Gaujot also ruled that Stewart’s suit did make an adequate wrongful termination claim and is allowing the case to continue on those grounds.
Sean Cook of Meyer Ford & Glasser, who represents Stewart, said that Gaujot dismissed Count 1 of the complaint, which was for violation of public policy terminating Stewart for reporting waste and wrongdoing in the WVU Division of Purchasing and Procurement.
Cook said Gaujot denied the defendant’s motion to dismiss on Count 2, which was violation of public policy for refusing to follow unlawful orders in the WVU Division of Purchasing and Procurement.
“We look forward to aggressively pursuing Mark's case to obtain the relief he is due, and to examining the potential misuse of public funds,” Cook said.
WVU filed its motion to dismiss in June, denying any wrongdoing and claimed that Stewart filed the lawsuit under the wrong law.
WVU argued that Stewart filed the suit a year after his termination when, under the whistleblower law, he only had 180 days.
Stewart’s initial complaint was filed under the whistleblower law, but, in his amended complaint the whistleblower claims were omitted.
The university argued that the whistleblower law is the only remedy in which public employees can sue for retaliation and wrongful discharge.
In his lawsuit, Stewart claims that prior to accepting employment at WVU, he had a long and esteemed career in purchasing and procurement in both the private and public sectors and he possessed knowledge of federal and state purchasing and procurement regulations.

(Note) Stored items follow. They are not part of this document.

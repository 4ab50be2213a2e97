use serde::{Deserialize, Serialize};
use std::path::PathBuf;

/// Root configuration container.
#[derive(Debug, Clone, Default, Serialize, Deserialize)]
pub struct Config {
    #[serde(default)]
    pub gemini: GeminiConfig,
    #[serde(default)]
    pub storage: StorageConfig,
    #[serde(default)]
    pub share: ShareConfig,
    #[serde(default)]
    pub ui: UiConfig,
}

/// Upstream generative AI service settings.
#[derive(Debug, Clone, Serialize, Deserialize)]
pub struct GeminiConfig {
    /// Base URL for the API (scheme + host, no path).
    #[serde(default = "default_base_url")]
    pub base_url: String,
    /// Model used for the structured name/meaning/prompt request.
    #[serde(default = "default_text_model")]
    pub text_model: String,
    /// Model used for the per-name image requests.
    #[serde(default = "default_image_model")]
    pub image_model: String,
    /// Direct API key. Takes precedence over the environment.
    #[serde(default)]
    pub api_key: Option<String>,
    /// Environment variable consulted when `api_key` is not set.
    #[serde(default = "default_api_key_env")]
    pub api_key_env: String,
}

/// Where favorites are persisted.
#[derive(Debug, Clone, Default, Serialize, Deserialize)]
pub struct StorageConfig {
    /// Directory holding the key-value files. Defaults to the platform data dir.
    #[serde(default)]
    pub data_dir: Option<PathBuf>,
}

/// How a name is shared.
#[derive(Debug, Clone, Copy, PartialEq, Eq, Default, Serialize, Deserialize)]
#[serde(rename_all = "lowercase")]
pub enum NativeShareKind {
    /// No native share; always fall back to the clipboard.
    #[default]
    None,
    /// Hand a `mailto:` link to the system URL opener.
    Mailto,
}

#[derive(Debug, Clone, Serialize, Deserialize)]
pub struct ShareConfig {
    #[serde(default)]
    pub native: NativeShareKind,
    /// Lifetime of the "Copied to clipboard!" toast.
    #[serde(default = "default_notification_seconds")]
    pub notification_seconds: u64,
}

#[derive(Debug, Clone, Serialize, Deserialize)]
pub struct UiConfig {
    /// Redraw/animation tick in milliseconds.
    #[serde(default = "default_tick_ms")]
    pub tick_ms: u64,
}

fn default_base_url() -> String {
    "https://generativelanguage.googleapis.com".to_string()
}

fn default_text_model() -> String {
    "gemini-2.5-flash".to_string()
}

fn default_image_model() -> String {
    "imagen-4.0-generate-001".to_string()
}

fn default_api_key_env() -> String {
    "API_KEY".to_string()
}

fn default_notification_seconds() -> u64 {
    3
}

fn default_tick_ms() -> u64 {
    250
}

impl Default for GeminiConfig {
    fn default() -> Self {
        Self {
            base_url: default_base_url(),
            text_model: default_text_model(),
            image_model: default_image_model(),
            api_key: None,
            api_key_env: default_api_key_env(),
        }
    }
}

impl Default for ShareConfig {
    fn default() -> Self {
        Self {
            native: NativeShareKind::default(),
            notification_seconds: default_notification_seconds(),
        }
    }
}

impl Default for UiConfig {
    fn default() -> Self {
        Self {
            tick_ms: default_tick_ms(),
        }
    }
}

impl StorageConfig {
    /// Resolved data directory.
    ///
    /// Falls back to `./.babynames` when the platform has no data dir.
    pub fn resolved_data_dir(&self) -> PathBuf {
        self.data_dir.clone().unwrap_or_else(|| {
            dirs::data_dir()
                .map(|dir| dir.join("babynames"))
                .unwrap_or_else(|| PathBuf::from(".babynames"))
        })
    }
}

Stewart claims when he started employment at WVU, he began observing unlawful and unethical activity within the Procurement, Contracting and Payment Services Department.

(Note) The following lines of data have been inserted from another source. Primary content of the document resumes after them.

//! Shared test utilities and mock infrastructure.

#![allow(dead_code, unused_imports)]

pub mod mock_gemini;

use babynames::config::{GeminiConfig, SecureString, ShareConfig};
use babynames::controller::Controller;
use babynames::generation::{GeminiBackend, GenerationError, NameGenerationClient, NameGenerator};
use babynames::model::{NameRecord, RequestParameters};
use babynames::share::{ClipboardWriter, ShareError, Sharer};
use babynames::storage::{FavoritesStore, KeyValueStore, MemoryStore};
use parking_lot::Mutex;
use std::path::PathBuf;
use std::sync::Arc;
use std::time::Duration;
use tempfile::TempDir;

pub use mock_gemini::{CapturedRequest, MockGemini, MockResponse};

pub const TEST_API_KEY: &str = "test-key";

/// Six ideas for "Japanese" / "A", first one is Aiko.
pub const JAPANESE_A: &[(&str, &str, &str)] = &[
    ("Aiko", "Love child", "a baby in cherry blossoms"),
    ("Akira", "Bright", "a baby at sunrise"),
    ("Asuka", "Flying bird", "a baby with cranes"),
    ("Ayame", "Iris", "a baby among irises"),
    ("Aoi", "Hollyhock", "a baby in a hollyhock garden"),
    ("Arata", "Fresh", "a baby by a spring stream"),
];

pub fn gemini_config(base_url: &str) -> GeminiConfig {
    GeminiConfig {
        base_url: base_url.to_string(),
        ..GeminiConfig::default()
    }
}

/// Generation client pointed at the mock server.
pub fn client_for(mock: &MockGemini) -> NameGenerationClient<GeminiBackend> {
    let backend = GeminiBackend::new(
        &gemini_config(&mock.base_url()),
        SecureString::new(TEST_API_KEY.to_string()),
    )
    .expect("client builds");
    NameGenerationClient::new(backend)
}

pub fn japanese_a() -> RequestParameters {
    RequestParameters::new("Japanese", "A").unwrap()
}

pub fn record(name: &str) -> NameRecord {
    NameRecord::new(name, format!("meaning of {name}"), "data:image/jpeg;base64,AAAA")
}

/// Create a temporary config file with `content`.
pub fn temp_config(content: &str) -> (TempDir, PathBuf) {
    let temp_dir = TempDir::new().expect("Failed to create temp dir");
    let config_path = temp_dir.path().join("config.toml");
    std::fs::write(&config_path, content).expect("Failed to write config");
    (temp_dir, config_path)
}

// -- Controller helpers -------------------------------------------------------

/// Generator that returns a scripted result.
pub struct ScriptedGenerator {
    results: Mutex<Vec<Result<Vec<NameRecord>, GenerationError>>>,
    pub calls: Mutex<Vec<RequestParameters>>,
}

impl ScriptedGenerator {
    pub fn new(results: Vec<Result<Vec<NameRecord>, GenerationError>>) -> Self {
        Self {
            results: Mutex::new(results),
            calls: Mutex::new(Vec::new()),
        }
    }
}

#[async_trait::async_trait]
impl NameGenerator for ScriptedGenerator {
    async fn generate(
        &self,
        params: &RequestParameters,
    ) -> Result<Vec<NameRecord>, GenerationError> {
        self.calls.lock().push(params.clone());
        let mut results = self.results.lock();
        if results.is_empty() {
            return Err(GenerationError::EmptyResponse);
        }
        results.remove(0)
    }
}

pub type SpyBuffer = Arc<Mutex<Vec<String>>>;

/// Clipboard that records writes, or fails every write.
pub struct SpyClipboard {
    pub writes: SpyBuffer,
    pub fail: bool,
}

impl ClipboardWriter for SpyClipboard {
    fn set_text(&mut self, text: &str) -> Result<(), ShareError> {
        if self.fail {
            return Err(ShareError::Clipboard("no clipboard".to_string()));
        }
        self.writes.lock().push(text.to_string());
        Ok(())
    }
}

pub struct Harness {
    pub controller: Controller,
    pub store: Arc<MemoryStore>,
    pub generator: Arc<ScriptedGenerator>,
    pub clipboard: SpyBuffer,
}

/// Controller over in-memory storage, a scripted generator and a spy clipboard.
pub fn harness(results: Vec<Result<Vec<NameRecord>, GenerationError>>) -> Harness {
    harness_with(results, Arc::new(MemoryStore::new()), false)
}

pub fn harness_with(
    results: Vec<Result<Vec<NameRecord>, GenerationError>>,
    store: Arc<MemoryStore>,
    clipboard_fails: bool,
) -> Harness {
    let generator = Arc::new(ScriptedGenerator::new(results));
    let clipboard: SpyBuffer = Arc::new(Mutex::new(Vec::new()));
    let sharer = Sharer::new(
        None,
        Box::new(SpyClipboard {
            writes: Arc::clone(&clipboard),
            fail: clipboard_fails,
        }),
    );
    let kv: Arc<dyn KeyValueStore> = store.clone();
    let mut controller = Controller::new(
        generator.clone(),
        FavoritesStore::new(kv),
        sharer,
        Duration::from_secs(ShareConfig::default().notification_seconds),
    );
    controller.load_favorites();
    Harness {
        controller,
        store,
        generator,
        clipboard,
    }
}

// -- App helpers --------------------------------------------------------------

use babynames::ui::app::App;
use babynames::ui::events::AppEvent;
use crossterm::event::{KeyCode, KeyEvent, KeyModifiers};
use std::sync::mpsc;

pub struct AppHarness {
    pub app: App,
    pub events: mpsc::Receiver<AppEvent>,
    pub store: Arc<MemoryStore>,
    pub clipboard: SpyBuffer,
    // Keeps spawned generations alive for the test.
    pub runtime: tokio::runtime::Runtime,
}

pub fn make_app(results: Vec<Result<Vec<NameRecord>, GenerationError>>) -> AppHarness {
    let h = harness(results);
    let runtime = tokio::runtime::Builder::new_multi_thread()
        .worker_threads(1)
        .enable_all()
        .build()
        .unwrap();
    let (tx, rx) = mpsc::channel();
    let app = App::new(h.controller, runtime.handle().clone(), tx);
    AppHarness {
        app,
        events: rx,
        store: h.store,
        clipboard: h.clipboard,
        runtime,
    }
}

impl AppHarness {
    /// Block until the spawned generation reports back, then apply it.
    pub fn finish_generation(&mut self) {
        match self.events.recv_timeout(Duration::from_secs(5)) {
            Ok(AppEvent::Generation(outcome)) => self.app.on_generation(outcome),
            Ok(_) => panic!("unexpected event"),
            Err(err) => panic!("no generation outcome: {err}"),
        }
    }
}

pub fn press_key(code: KeyCode) -> KeyEvent {
    KeyEvent::new(code, KeyModifiers::NONE)
}

pub fn ctrl_key(ch: char) -> KeyEvent {
    KeyEvent::new(KeyCode::Char(ch), KeyModifiers::CONTROL)
}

Even though he expressed his concerns and disapproval of the unlawful and unethical conduct, his concerns and complaints were disregarded and he was ostracized from duties within his employment and was often chastised and ridiculed in response to his reporting and expressing his well-founded objections to WVU and Department practices, according to the suit.
Stewart claims he was also denied promotional opportunities and employment benefits that he was entitled to or that were received by other employees who did not report waste and wrongdoing.
Stewart is seeking compensatory damages with pre- and post-judgment interest.
WVU is represented by Bryan R. Cokeley and Julie A. Moore of Steptoe & Johnson.